Body Positivity: Let Go of Food Guilt

Add heading (3).png

Hello, World.

You know a phrase I say that I hate? “If I eat x, I definitely HAVE to go to the gym.” Honestly, few phrases irk me more than expressing guilt for eating something. You know what else this phrase does, aside from letting everyone know you eat responsibly and care about your figure? It makes you feel like you cannot eat sweets or carbs without feeling guilty. This is wrong and I’d like to proffer the suggestion that we, as a society, let go of food guilt. Kelsey Damassa, of Boston College, writing for HerCampus, wrote an article entitled “The New Eating Disorder You Might Not Realize You Have: Food Guilt.” The article chronicles what food guilt is, address the origins of food guilt, and offers solutions for combating food guilt. It’s a good read, and I suggest you read it once you finish reading this post.

What I’d like to talk about is more how I’ve seen food guilt manifest in my own life, how I’ve recognized it, how I’ve exacerbated the guilt, and how I’ve been working to overcome guilt associated with eating a few extra sour gummy worms or cookies. To begin, I’d like to say I’ve always struggled with my body.  I’ve never been overly thrilled with my body, and I’ve spent countless hours beating myself up over the way my body is. This is only natural given the unattainable standards of beauty we see daily. In college, I lost a bunch of weight really quickly (by cutting out gluten and dairy, both of which do not react well with my body). I felt good about my body for the first time. Then I got to law school and gained all the lost weight back and then some. Enter punishing thoughts and despair as my clothes started to fit tighter. But here’s the thing: intense stress makes you gain weight. I’m a stress eater, and when I’m stressed I crave sugar and carbs, which do not nourish my body.

Anyway, as I reached for a bag of M&Ms or ate the dinner rolls while out with friends, I could feel that voice, you know, the one that tells us we shouldn’t eat that or we’ll get fat, creeping back in. So, to combat my eating shifts, I started going to the gym. Then, in conversation, I would hear myself saying, “Oh, yeah, let’s eat ice cream, but we have to go to the gym tomorrow.” Why did I feel the need to say, out loud, that if I had ice cream I had to go to the gym? I know some people say they do this to remind themselves to be healthy, but I think it creates an uncomfortable, often uneasy feeling. Even if the “we have to go to the gym,” is meant as a personal reminder, think about how the other person perceives it. This essentially means that the other person can eat that and not go to the gym, but if they do that, they’re making a bad choice, being unhealthy, the list goes on. Watching what you eat, making healthy choices, and avoiding things that don’t nourish your body is all totally fine. However, when guilt seeps in every time you make a choice to eat a given food, that’s no longer healthy. Restricting your food or having a negative relationship with your food is a cause of eating disorders.

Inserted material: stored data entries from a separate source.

#[test]
fn test_valve_commands_skipped_in_dry_run() {
    let valves = Arc::new(RecordingService::default());
    let host = Arc::new(ValveHost {
        valves: valves.clone(),
        waits: WaitGroup::new(),
    });
    let mut script = Script::new("", "inline.lab", host)
        .with_kind(Arc::new(ExtractionKind))
        .with_config(test_config());
    script.set_text("def main() { open(\"A\") sleep(1) }");

    script.test().expect("dry run failed");
    assert!(valves.calls.lock().expect("poisoned").is_empty());
    assert_eq!(script.estimated_duration(), 1.0);
}

struct StuckService;

impl Service for StuckService {
    fn invoke(&self, action: &str, _args: &[Value]) -> Result<Value, ScriptError> {
        Err(ScriptError::Host(format!("{}: valve stuck", action)))
    }
}

struct StuckValveHost {
    waits: WaitGroup,
}

impl Host for StuckValveHost {
    fn get_service(&self, protocol: &str, _name: Option<&str>) -> Option<Arc<dyn Service>> {
        (protocol == VALVE_PROTOCOL).then(|| Arc::new(StuckService) as Arc<dyn Service>)
    }

    fn info(&self, _: &str) {}

    fn wait_group(&self) -> &WaitGroup {
        &self.waits
    }

    fn make_wait_control(
        &self,
        wait_secs: f64,
        message: &str,
    ) -> Arc<dyn crate::wait::WaitControl> {
        Arc::new(TimedWaitControl::new(
            wait_secs,
            message,
            Duration::from_millis(5),
        ))
    }
}

#[test]
fn test_service_failure_recorded_as_run_error() {
    let mut script = Script::new(
        "",
        "inline.lab",
        Arc::new(StuckValveHost {
            waits: WaitGroup::new(),
        }),
    )
    .with_kind(Arc::new(ExtractionKind))
    .with_config(test_config());
    script.set_text("def main() { open(\"A\") }");

    let completed = script.execute(ExecuteOptions::default()).expect("execute");
    assert!(!completed);
    assert!(matches!(script.last_error(), Some(ScriptError::Host(_))));
}

#[test]
fn test_kind_variable_visible_to_snippet() {
    let mut script = make_script("def main() { info(extract_device) }");
    script.set_kind(Arc::new(ExtractionKind));
    script.test().expect("dry run failed");
}

#[test]
fn test_global_vocabulary_overrides_kind_command() {
    struct ShadowingKind;
    fn fake_exit(_: &mut Script, _: &Invocation) -> Result<Value, ScriptError> {
        Ok(Value::Null)
    }
    impl crate::kind::ScriptKind for ShadowingKind {
        fn name(&self) -> &'static str {
            "ShadowingKind"
        }
        fn commands(&self) -> Vec<CommandSpec> {
            vec![CommandSpec {
                name: "exit",
                policy: DispatchPolicy::Skip,
                required_args: 0,
                handler: fake_exit,
            }]
        }
    }

    let script = Script::new("", "inline.lab", Arc::new(NullHost::new()))
        .with_kind(Arc::new(ShadowingKind));
    let resolved = script.registry.lookup("exit").expect("exit registered");
    assert_ne!(resolved.handler as usize, fake_exit as usize);
    assert_eq!(resolved.policy, DispatchPolicy::VerboseSkip);
}

/* ===================== Source management ===================== */

#[test]
fn test_bootstrap_loads_file_and_check_for_modifications() {
    let dir = tempfile::tempdir().expect("tempdir");
    write_script(dir.path(), "run.lab", "def main() { sleep(1) }");

    let mut script = Script::new(dir.path(), "run.lab", Arc::new(NullHost::new()))
        .with_config(test_config());
    script.bootstrap().expect("bootstrap");
    assert_eq!(script.to_blob(), "def main() { sleep(1) }");
    assert!(!script.check_for_modifications().expect("check"));

    write_script(dir.path(), "run.lab", "def main() { sleep(2) }");
    assert!(script.check_for_modifications().expect("check"));
}

#[test]
fn test_bootstrap_missing_file_is_an_error() {
    let dir = tempfile::tempdir().expect("tempdir");
    let mut script = Script::new(dir.path(), "typo.lab", Arc::new(NullHost::new()))
        .with_config(test_config());

    match script.bootstrap() {
        Err(ScriptError::Io(err)) => assert_eq!(err.kind(), std::io::ErrorKind::NotFound),
        other => panic!("expected Io, got {:?}", other),
    }
}

#[test]
fn test_syntax_ok() {
    let mut good = make_script("def main() { sleep(1) }");
    assert!(good.syntax_ok());

    let mut bad = make_script("def main() { nope() }");
    assert!(!bad.syntax_ok());
}
//! Lexicon-based polarity model
//!
//! Scores text the way the classic pattern lexicons do: every known word
//! carries a polarity in [-1, 1] and a subjectivity in [0, 1], intensity
//! words scale the polarity of what follows, and negators flip and dampen
//! it. A text's polarity and subjectivity are the means over matched words.

use std::collections::{HashMap, HashSet};

#[derive(Debug, Clone, Copy)]
struct WordScore {
    polarity: f64,
    subjectivity: f64,
}

pub struct Lexicon {
    entries: HashMap<&'static str, WordScore>,
    boosters: HashMap<&'static str, f64>,
    negators: HashSet<&'static str>,
}

impl Lexicon {
    pub fn new() -> Self {
        let mut lexicon = Self {
            entries: HashMap::new(),
            boosters: HashMap::new(),
            negators: HashSet::new(),
        };
        lexicon.init_entries();
        lexicon
    }

    fn init_entries(&mut self) {
        // (word, polarity, subjectivity)
        let positive_words: &[(&str, f64, f64)] = &[
            ("good", 0.7, 0.6),
            ("great", 0.8, 0.75),
            ("excellent", 1.0, 1.0),
            ("amazing", 0.6, 0.9),
            ("awesome", 1.0, 1.0),
            ("wonderful", 1.0, 1.0),
            ("fantastic", 0.5, 0.9),
            ("best", 1.0, 0.3),
            ("better", 0.5, 0.5),
            ("love", 0.5, 0.6),
            ("happy", 0.8, 1.0),
            ("beautiful", 0.85, 1.0),
            ("impressive", 1.0, 1.0),
            ("exciting", 0.45, 0.8),
            ("promising", 0.6, 0.8),
            ("optimistic", 0.5, 0.75),
            ("innovative", 0.5, 0.7),
            ("breakthrough", 0.6, 0.5),
            ("strong", 0.45, 0.65),
            ("success", 0.65, 0.6),
            ("successful", 0.75, 0.95),
            ("win", 0.6, 0.5),
            ("growth", 0.4, 0.4),
            ("improved", 0.5, 0.6),
            ("improvement", 0.45, 0.5),
            ("popular", 0.4, 0.6),
            ("reliable", 0.4, 0.5),
            ("valuable", 0.5, 0.6),
            ("useful", 0.3, 0.3),
            ("easy", 0.4, 0.8),
            ("safe", 0.5, 0.5),
        ];

        let negative_words: &[(&str, f64, f64)] = &[
            ("bad", -0.7, 0.65),
            ("terrible", -1.0, 1.0),
            ("awful", -1.0, 1.0),
            ("horrible", -1.0, 1.0),
            ("worst", -1.0, 1.0),
            ("worse", -0.5, 0.6),
            ("hate", -0.8, 0.9),
            ("poor", -0.4, 0.6),
            ("disappointed", -0.75, 0.75),
            ("disappointing", -0.6, 0.7),
            ("broken", -0.4, 0.5),
            ("fail", -0.5, 0.5),
            ("failure", -0.6, 0.6),
            ("failed", -0.5, 0.5),
            ("crisis", -0.6, 0.7),
            ("scandal", -0.6, 0.7),
            ("fraud", -0.8, 0.8),
            ("decline", -0.4, 0.4),
            ("crash", -0.7, 0.6),
            ("risky", -0.5, 0.6),
            ("threat", -0.5, 0.6),
            ("concern", -0.3, 0.5),
            ("concerning", -0.4, 0.6),
            ("fear", -0.6, 0.7),
            ("weak", -0.4, 0.6),
            ("slow", -0.3, 0.4),
            ("problem", -0.4, 0.5),
            ("problems", -0.4, 0.5),
            ("lawsuit", -0.3, 0.4),
            ("ban", -0.4, 0.4),
            ("layoffs", -0.5, 0.5),
            ("dangerous", -0.6, 0.7),
            ("controversial", -0.4, 0.7),
            ("controversy", -0.4, 0.6),
            ("wrong", -0.5, 0.5),
            ("worried", -0.5, 0.7),
            ("ugly", -0.7, 0.8),
        ];

        for &(word, polarity, subjectivity) in positive_words.iter().chain(negative_words.iter()) {
            self.entries.insert(
                word,
                WordScore {
                    polarity,
                    subjectivity,
                },
            );
        }

        let boosters: &[(&str, f64)] = &[
            ("very", 1.3),
            ("really", 1.3),
            ("extremely", 1.5),
            ("absolutely", 1.4),
            ("incredibly", 1.4),
            ("highly", 1.3),
            ("totally", 1.3),
            ("truly", 1.3),
            ("so", 1.2),
        ];

        for &(word, factor) in boosters {
            self.boosters.insert(word, factor);
        }

        let negators = [
            "not", "no", "never", "none", "neither", "nothing", "isn't", "aren't", "wasn't",
            "weren't", "doesn't", "don't", "didn't", "hasn't", "haven't", "won't", "wouldn't",
            "can't", "cannot", "couldn't", "shouldn't",
        ];

        for word in negators {
            self.negators.insert(word);
        }
    }

    /// Score a text, returning `(polarity, subjectivity)`
    ///
    /// Texts with no recognized words score `(0.0, 0.0)`.
    pub fn assess(&self, text: &str) -> (f64, f64) {
        let lower = text.to_lowercase();
        let tokens: Vec<&str> = lower.split_whitespace().collect();

        let mut polarities = Vec::new();
        let mut subjectivities = Vec::new();

        for (i, raw) in tokens.iter().enumerate() {
            let token = clean_token(raw);
            if let Some(entry) = self.entries.get(token.as_str()) {
                polarities.push(self.apply_modifiers(&tokens, i, entry.polarity));
                subjectivities.push(entry.subjectivity);
            }
        }

        if polarities.is_empty() {
            return (0.0, 0.0);
        }

        let n = polarities.len() as f64;
        let polarity = (polarities.iter().sum::<f64>() / n).clamp(-1.0, 1.0);
        let subjectivity = (subjectivities.iter().sum::<f64>() / n).clamp(0.0, 1.0);
        (polarity, subjectivity)
    }

    /// Apply boosters and negators found up to 3 tokens back
    fn apply_modifiers(&self, tokens: &[&str], index: usize, mut polarity: f64) -> f64 {
        let start = index.saturating_sub(3);

        for raw in &tokens[start..index] {
            let prev = clean_token(raw);

            if let Some(&factor) = self.boosters.get(prev.as_str()) {
                polarity *= factor;
            }

            if self.negators.contains(prev.as_str()) {
                polarity *= -0.5;
            }
        }

        polarity.clamp(-1.0, 1.0)
    }
}

impl Default for Lexicon {
    fn default() -> Self {
        Self::new()
    }
}

fn clean_token(token: &str) -> String {
    token
        .chars()
        .filter(|c| c.is_alphanumeric() || *c == '\'' || *c == '-')
        .collect()
}

#[cfg(test)]
mod tests {
    use super::*;

    #[test]
    fn test_positive_polarity() {
        let lexicon = Lexicon::new();
        let (polarity, subjectivity) = lexicon.assess("This is a great product");
        assert!(polarity > 0.0);
        assert!(subjectivity > 0.0);
    }

    #[test]
    fn test_negative_polarity() {
        let lexicon = Lexicon::new();
        let (polarity, _) = lexicon.assess("A terrible failure");
        assert!(polarity < -0.5);
    }

    #[test]
    fn test_no_matches() {
        let lexicon = Lexicon::new();
        assert_eq!(lexicon.assess("The quarterly report was published"), (0.0, 0.0));
    }

    #[test]
    fn test_booster_amplifies() {
        let lexicon = Lexicon::new();
        let (plain, _) = lexicon.assess("good");
        let (boosted, _) = lexicon.assess("extremely good");
        assert!(boosted > plain);
    }

    #[test]
    fn test_negation_flips_and_dampens() {
        let lexicon = Lexicon::new();
        let (plain, _) = lexicon.assess("good");
        let (negated, _) = lexicon.assess("not good");
        assert!(plain > 0.0);
        assert!((negated - plain * -0.5).abs() < 1e-9);
    }

    #[test]
    fn test_punctuation_stripped() {
        let lexicon = Lexicon::new();
        let (polarity, _) = lexicon.assess("Great!!!");
        assert!(polarity > 0.0);
    }

    #[test]
    fn test_clamped_range() {
        let lexicon = Lexicon::new();
        let (polarity, subjectivity) =
            lexicon.assess("extremely awesome excellent wonderful impressive");
        assert!(polarity <= 1.0);
        assert!(subjectivity <= 1.0);
    }
}
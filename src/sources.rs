//! Static directory of web sources to scrape, grouped by category

use once_cell::sync::Lazy;

pub const TECH_SOURCES: &[&str] = &[
    "https://techcrunch.com",
    "https://www.theverge.com",
    "https://arstechnica.com",
    "https://www.wired.com",
    "https://venturebeat.com",
    "https://www.businessinsider.com/tech",
];

pub const NEWS_SOURCES: &[&str] = &[
    "https://www.reuters.com",
    "https://www.bbc.com/news",
    "https://www.cnn.com",
    "https://www.npr.org",
    "https://apnews.com",
];

pub const DISCUSSION_SOURCES: &[&str] = &[
    "https://news.ycombinator.com",
    "https://www.reddit.com/r/technology",
    "https://www.reddit.com/r/worldnews",
    "https://medium.com",
    "https://dev.to",
];

pub const FINANCE_SOURCES: &[&str] = &[
    "https://www.bloomberg.com",
    "https://finance.yahoo.com",
    "https://www.marketwatch.com",
    "https://www.cnbc.com",
    "https://www.fool.com",
];

pub const CULTURE_SOURCES: &[&str] = &[
    "https://www.buzzfeednews.com",
    "https://mashable.com",
    "https://gizmodo.com",
    "https://lifehacker.com",
];

/// Most reliable sources for a quick scan
pub const DEFAULT_SOURCES: &[&str] = &[
    "https://news.ycombinator.com",
    "https://techcrunch.com",
    "https://www.reuters.com",
    "https://www.reddit.com/r/technology",
    "https://www.bloomberg.com",
];

static ALL_SOURCES: Lazy<Vec<&'static str>> = Lazy::new(|| {
    [
        TECH_SOURCES,
        NEWS_SOURCES,
        DISCUSSION_SOURCES,
        FINANCE_SOURCES,
        CULTURE_SOURCES,
    ]
    .concat()
});

const TECH_KEYWORDS: &[&str] = &[
    "ai",
    "artificial intelligence",
    "machine learning",
    "crypto",
    "bitcoin",
    "blockchain",
    "startup",
    "tech",
    "software",
    "app",
    "saas",
    "api",
    "programming",
    "coding",
    "developer",
    "github",
    "open source",
];

const FINANCE_KEYWORDS: &[&str] = &[
    "stock",
    "market",
    "trading",
    "investment",
    "economy",
    "inflation",
    "fed",
    "interest rate",
    "earnings",
    "ipo",
    "revenue",
    "profit",
];

const NEWS_KEYWORDS: &[&str] = &[
    "politics",
    "election",
    "government",
    "policy",
    "law",
    "court",
    "climate",
    "health",
    "covid",
    "war",
    "international",
];

/// Look up sources by category name, case-insensitively
///
/// Unknown categories fall back to the full list.
pub fn by_category(category: &str) -> &'static [&'static str] {
    match category.to_lowercase().as_str() {
        "tech" => TECH_SOURCES,
        "news" => NEWS_SOURCES,
        "discussion" => DISCUSSION_SOURCES,
        "finance" => FINANCE_SOURCES,
        "culture" => CULTURE_SOURCES,
        _ => &ALL_SOURCES,
    }
}

/// Pick the sources most likely to mention a keyword
///
/// Substring classification against fixed keyword sets, tech before finance
/// before news; heuristic and approximate on purpose.
pub fn for_keyword(keyword: &str) -> Vec<&'static str> {
    let keyword_lower = keyword.to_lowercase();
    let matches = |set: &[&str]| set.iter().any(|kw| keyword_lower.contains(kw));

    if matches(TECH_KEYWORDS) {
        [TECH_SOURCES, &DISCUSSION_SOURCES[..2]].concat()
    } else if matches(FINANCE_KEYWORDS) {
        [FINANCE_SOURCES, &NEWS_SOURCES[..3]].concat()
    } else if matches(NEWS_KEYWORDS) {
        [NEWS_SOURCES, &DISCUSSION_SOURCES[..1]].concat()
    } else {
        // General keyword: a fixed mix across categories
        [
            &TECH_SOURCES[..2],
            &NEWS_SOURCES[..3],
            &DISCUSSION_SOURCES[..2],
            &FINANCE_SOURCES[..1],
        ]
        .concat()
    }
}

#[cfg(test)]
mod tests {
    use super::*;

    #[test]
    fn test_by_category_case_insensitive() {
        assert_eq!(by_category("TECH"), by_category("tech"));
        assert_eq!(by_category("Finance"), FINANCE_SOURCES);
    }

    #[test]
    fn test_by_category_unknown_falls_back_to_all() {
        let all = by_category("bogus");
        let expected: Vec<&str> = [
            TECH_SOURCES,
            NEWS_SOURCES,
            DISCUSSION_SOURCES,
            FINANCE_SOURCES,
            CULTURE_SOURCES,
        ]
        .concat();
        assert_eq!(all, expected.as_slice());
        assert_eq!(by_category("all"), expected.as_slice());
    }

    #[test]
    fn test_for_keyword_tech() {
        let sources = for_keyword("AI regulation");
        assert_eq!(sources.len(), 8);
        assert!(sources.contains(&"https://techcrunch.com"));
        assert!(sources.contains(&"https://news.ycombinator.com"));
    }

    #[test]
    fn test_for_keyword_finance() {
        let sources = for_keyword("stock buybacks");
        assert_eq!(sources.len(), 8);
        assert!(sources.contains(&"https://www.bloomberg.com"));
        assert!(sources.contains(&"https://www.reuters.com"));
    }

    #[test]
    fn test_for_keyword_news() {
        let sources = for_keyword("climate summit");
        assert_eq!(sources.len(), 6);
        assert!(sources.contains(&"https://www.bbc.com/news"));
        assert!(sources.contains(&"https://news.ycombinator.com"));
    }

    #[test]
    fn test_for_keyword_priority_order() {
        // "AI stocks" matches both tech and finance sets; tech wins
        let sources = for_keyword("AI stocks");
        assert!(sources.contains(&"https://techcrunch.com"));
        assert!(!sources.contains(&"https://www.bloomberg.com"));
    }

    #[test]
    fn test_for_keyword_general_mix() {
        let sources = for_keyword("gardening");
        assert_eq!(sources.len(), 8);
        assert!(sources.contains(&"https://techcrunch.com"));
        assert!(sources.contains(&"https://www.reuters.com"));
        assert!(sources.contains(&"https://www.bloomberg.com"));
    }

    #[test]
    fn test_default_sources() {
        assert_eq!(DEFAULT_SOURCES.len(), 5);
    }
}
//! Mention collection from social search and web scraping
//!
//! Two independent fetch paths, never interleaved: a paginated recent
//! search against the social API and a sequential scrape-and-filter pass
//! over directory sources. Both degrade to empty results when their
//! credential is missing and keep partial results on provider errors.

pub mod scrape;
pub mod twitter;

#[cfg(test)]
mod tests;

pub use scrape::{FirecrawlClient, PageScraper};
pub use twitter::{SocialApi, TwitterSearch};

use crate::config::Config;
use crate::error::Result;
use crate::sources;
use crate::types::{Mention, Platform};
use chrono::{DateTime, Utc};
use std::time::Duration;
use twitter::Tweet;

/// Per-page ceiling imposed by the search API
const MAX_PAGE_SIZE: usize = 100;
/// Smallest page the search API accepts
const MIN_PAGE_SIZE: usize = 10;
/// Directory sources scraped when no explicit list is given
const DEFAULT_SOURCE_COUNT: usize = 5;
/// Mentions kept per scraped source
const SENTENCES_PER_SOURCE: usize = 3;
/// Matching sentences extracted per page before trimming
const MAX_KEYWORD_SENTENCES: usize = 5;
/// Politeness pause after every scrape request
const PER_SOURCE_DELAY: Duration = Duration::from_secs(1);

/// Fetches raw mentions for a keyword from both platforms
pub struct MentionCollector {
    social: Option<Box<dyn SocialApi>>,
    scraper: Option<Box<dyn PageScraper>>,
}

impl MentionCollector {
    /// Build clients for whichever credentials are configured
    pub fn from_config(config: &Config) -> Result<Self> {
        let social: Option<Box<dyn SocialApi>> = match &config.twitter.bearer_token {
            Some(token) => Some(Box::new(TwitterSearch::new(token.clone())?)),
            None => None,
        };
        let scraper: Option<Box<dyn PageScraper>> = match &config.firecrawl.api_key {
            Some(key) => Some(Box::new(FirecrawlClient::new(key.clone())?)),
            None => None,
        };

        Ok(Self { social, scraper })
    }

    pub fn with_clients(
        social: Option<Box<dyn SocialApi>>,
        scraper: Option<Box<dyn PageScraper>>,
    ) -> Self {
        Self { social, scraper }
    }

    /// Collect recent English-language posts mentioning the keyword
    ///
    /// Pages through the recent-search API until `max_results` mentions are
    /// collected or results run out. A failed page logs and returns what
    /// was collected so far.
    pub async fn fetch_social(&self, keyword: &str, max_results: usize) -> Vec<Mention> {
        let Some(social) = &self.social else {
            tracing::warn!("twitter client not configured, skipping social fetch");
            return Vec::new();
        };

        let query = format!("{keyword} -is:retweet lang:en");
        let mut mentions: Vec<Mention> = Vec::new();
        let mut next_token: Option<String> = None;

        while mentions.len() < max_results {
            let page_size = (max_results - mentions.len()).clamp(MIN_PAGE_SIZE, MAX_PAGE_SIZE);

            match social.search_page(&query, page_size, next_token.take()).await {
                Ok(page) => {
                    for tweet in page.tweets {
                        if mentions.len() >= max_results {
                            break;
                        }
                        mentions.push(tweet_to_mention(tweet));
                    }
                    match page.next_token {
                        Some(token) => next_token = Some(token),
                        None => break,
                    }
                }
                Err(e) => {
                    tracing::error!(
                        keyword,
                        collected = mentions.len(),
                        error = %e,
                        "social search failed, keeping partial results"
                    );
                    break;
                }
            }
        }

        mentions
    }

    /// Scrape directory sources and keep sentences mentioning the keyword
    ///
    /// Sources default to the top directory picks for the keyword. Each
    /// source is scraped sequentially with a fixed pause after every
    /// request; a failed source is logged and skipped.
    pub async fn fetch_web(&self, keyword: &str, sources: Option<&[&str]>) -> Vec<Mention> {
        let Some(scraper) = &self.scraper else {
            tracing::warn!("firecrawl client not configured, skipping web fetch");
            return Vec::new();
        };

        let source_urls: Vec<&str> = match sources {
            Some(list) => list.to_vec(),
            None => sources::for_keyword(keyword)
                .into_iter()
                .take(DEFAULT_SOURCE_COUNT)
                .collect(),
        };

        let keyword_lower = keyword.to_lowercase();
        let mut mentions = Vec::new();

        for source_url in source_urls {
            match scraper.scrape_markdown(source_url).await {
                Ok(Some(content)) => {
                    if content.to_lowercase().contains(&keyword_lower) {
                        let fetched_at = Utc::now();
                        for sentence in keyword_sentences(&content, keyword, MAX_KEYWORD_SENTENCES)
                            .into_iter()
                            .take(SENTENCES_PER_SOURCE)
                        {
                            mentions.push(Mention {
                                text: sentence,
                                source: source_url.to_string(),
                                url: Some(source_url.to_string()),
                                timestamp: Some(fetched_at),
                                engagement: None,
                                platform: Platform::Web,
                            });
                        }
                    }
                }
                Ok(None) => {}
                Err(e) => {
                    tracing::error!(source = source_url, error = %e, "scrape failed, skipping source");
                }
            }

            tokio::time::sleep(PER_SOURCE_DELAY).await;
        }

        mentions
    }
}

fn tweet_to_mention(tweet: Tweet) -> Mention {
    let engagement = tweet
        .public_metrics
        .map(|m| m.like_count + m.retweet_count)
        .unwrap_or(0);
    let timestamp = tweet
        .created_at
        .as_deref()
        .and_then(|t| DateTime::parse_from_rfc3339(t).ok())
        .map(|t| t.with_timezone(&Utc));

    Mention {
        url: Some(format!("https://twitter.com/i/status/{}", tweet.id)),
        text: tweet.text,
        source: "twitter".to_string(),
        timestamp,
        engagement: Some(engagement),
        platform: Platform::Twitter,
    }
}

/// Extract sentences that mention the keyword and carry enough text
///
/// Newlines are flattened first, then the content splits on sentence
/// boundaries. Kept sentences get their trailing period back.
fn keyword_sentences(content: &str, keyword: &str, max_sentences: usize) -> Vec<String> {
    let flattened = content.replace('\n', " ");
    let keyword_lower = keyword.to_lowercase();
    let mut sentences = Vec::new();

    for part in flattened.split(". ") {
        let part = part.trim();
        if part.chars().count() > 20 && part.to_lowercase().contains(&keyword_lower) {
            let mut sentence = part.to_string();
            if !sentence.ends_with('.') {
                sentence.push('.');
            }
            sentences.push(sentence);

            if sentences.len() >= max_sentences {
                break;
            }
        }
    }

    sentences
}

If you begin seeing food as the enemy — you know, thinking that cookie will make you fat or that the candy bar translates directly into minutes at the gym — you’re not helping yourself. I know this because I’m a veteran of food guilt. Every time I eat something “unhealthy,” I feel the guilt. I know I’ll have to put extra time in at the gym, I know it’ll go straight to my hips. BUT, the thing is, feeling guilty doesn’t stop me from enjoying a cookie in the moment. It’s the guilt that comes after that sucks. Still, one cookie is not going to change much. I’ve told some of my friends this many a time. “One cookie, piece of pie, a bag of popcorn, etc. isn’t going to kill you.” The issue is my response mirrors the all or nothing mentality that their “I have to go to the gym if I eat this” carries. The way to combat this is to let go of food guilt. Make decisions based on what makes you feel good, but if you want the cookie, eat the damn cookie, and let it go. That doesn’t mean you can’t go to the gym after, but it means you hold the power, not the cookie.

Body positivity is one of the hardest things to embrace. We all have things we wish were bigger, smaller, better, stronger, etc. However, you only have one body and it’s important to treat it well. Stop telling it that one cookie or dessert will always mean two hours on an elliptical. The best way to embrace body positivity is to aim for healthy, but refusing to let one indulgence give you so much guilt.

What are your experiences with food guilt and how have you combatted it?